List all lines of the data containing the word "contact".
○ ○ ○ ○ ○ ○ ○
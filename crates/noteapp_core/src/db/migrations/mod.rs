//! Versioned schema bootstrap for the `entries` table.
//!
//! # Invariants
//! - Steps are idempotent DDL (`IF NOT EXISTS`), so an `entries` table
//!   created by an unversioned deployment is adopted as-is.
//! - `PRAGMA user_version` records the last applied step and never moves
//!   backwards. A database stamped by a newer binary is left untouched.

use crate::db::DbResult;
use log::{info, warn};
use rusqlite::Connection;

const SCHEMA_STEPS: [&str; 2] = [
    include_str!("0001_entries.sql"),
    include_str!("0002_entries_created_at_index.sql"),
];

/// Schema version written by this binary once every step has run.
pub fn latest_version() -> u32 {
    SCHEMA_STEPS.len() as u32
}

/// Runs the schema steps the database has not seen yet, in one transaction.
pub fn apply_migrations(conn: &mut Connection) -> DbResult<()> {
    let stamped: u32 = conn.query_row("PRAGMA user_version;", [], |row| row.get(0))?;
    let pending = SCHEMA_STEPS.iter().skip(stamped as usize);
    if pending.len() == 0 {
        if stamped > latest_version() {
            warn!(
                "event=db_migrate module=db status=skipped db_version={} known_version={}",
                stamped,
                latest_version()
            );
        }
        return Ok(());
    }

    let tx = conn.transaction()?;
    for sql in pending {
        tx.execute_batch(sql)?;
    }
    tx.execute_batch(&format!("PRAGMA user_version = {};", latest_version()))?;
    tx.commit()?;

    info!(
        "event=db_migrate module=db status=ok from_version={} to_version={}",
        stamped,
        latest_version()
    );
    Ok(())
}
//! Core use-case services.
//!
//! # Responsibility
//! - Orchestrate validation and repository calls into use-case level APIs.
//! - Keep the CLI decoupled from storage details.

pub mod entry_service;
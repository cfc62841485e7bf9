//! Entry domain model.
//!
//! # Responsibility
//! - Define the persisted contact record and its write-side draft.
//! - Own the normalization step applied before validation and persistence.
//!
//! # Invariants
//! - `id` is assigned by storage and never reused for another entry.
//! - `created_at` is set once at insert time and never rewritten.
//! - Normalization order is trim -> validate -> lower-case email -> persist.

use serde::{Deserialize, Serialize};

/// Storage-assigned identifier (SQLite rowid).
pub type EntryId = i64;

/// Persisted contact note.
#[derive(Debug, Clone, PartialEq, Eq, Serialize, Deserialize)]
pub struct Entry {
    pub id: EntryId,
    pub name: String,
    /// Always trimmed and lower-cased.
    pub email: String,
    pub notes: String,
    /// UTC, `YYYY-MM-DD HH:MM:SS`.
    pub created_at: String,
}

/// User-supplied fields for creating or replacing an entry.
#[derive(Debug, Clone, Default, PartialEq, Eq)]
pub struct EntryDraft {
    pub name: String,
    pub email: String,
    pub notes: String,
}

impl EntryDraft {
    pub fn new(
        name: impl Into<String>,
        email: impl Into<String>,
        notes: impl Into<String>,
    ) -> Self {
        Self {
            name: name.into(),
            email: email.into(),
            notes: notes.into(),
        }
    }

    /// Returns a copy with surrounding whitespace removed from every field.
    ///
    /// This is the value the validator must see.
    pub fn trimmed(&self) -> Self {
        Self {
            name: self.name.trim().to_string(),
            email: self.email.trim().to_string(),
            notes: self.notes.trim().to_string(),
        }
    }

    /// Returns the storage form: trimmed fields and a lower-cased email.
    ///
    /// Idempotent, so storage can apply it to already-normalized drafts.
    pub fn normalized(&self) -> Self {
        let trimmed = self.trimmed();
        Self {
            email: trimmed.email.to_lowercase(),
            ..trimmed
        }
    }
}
○ ○ ○ ○ ○ ○ ○
*Response box*.
//! - Define the persisted contact record and its write-side draft.
/// Persisted contact note.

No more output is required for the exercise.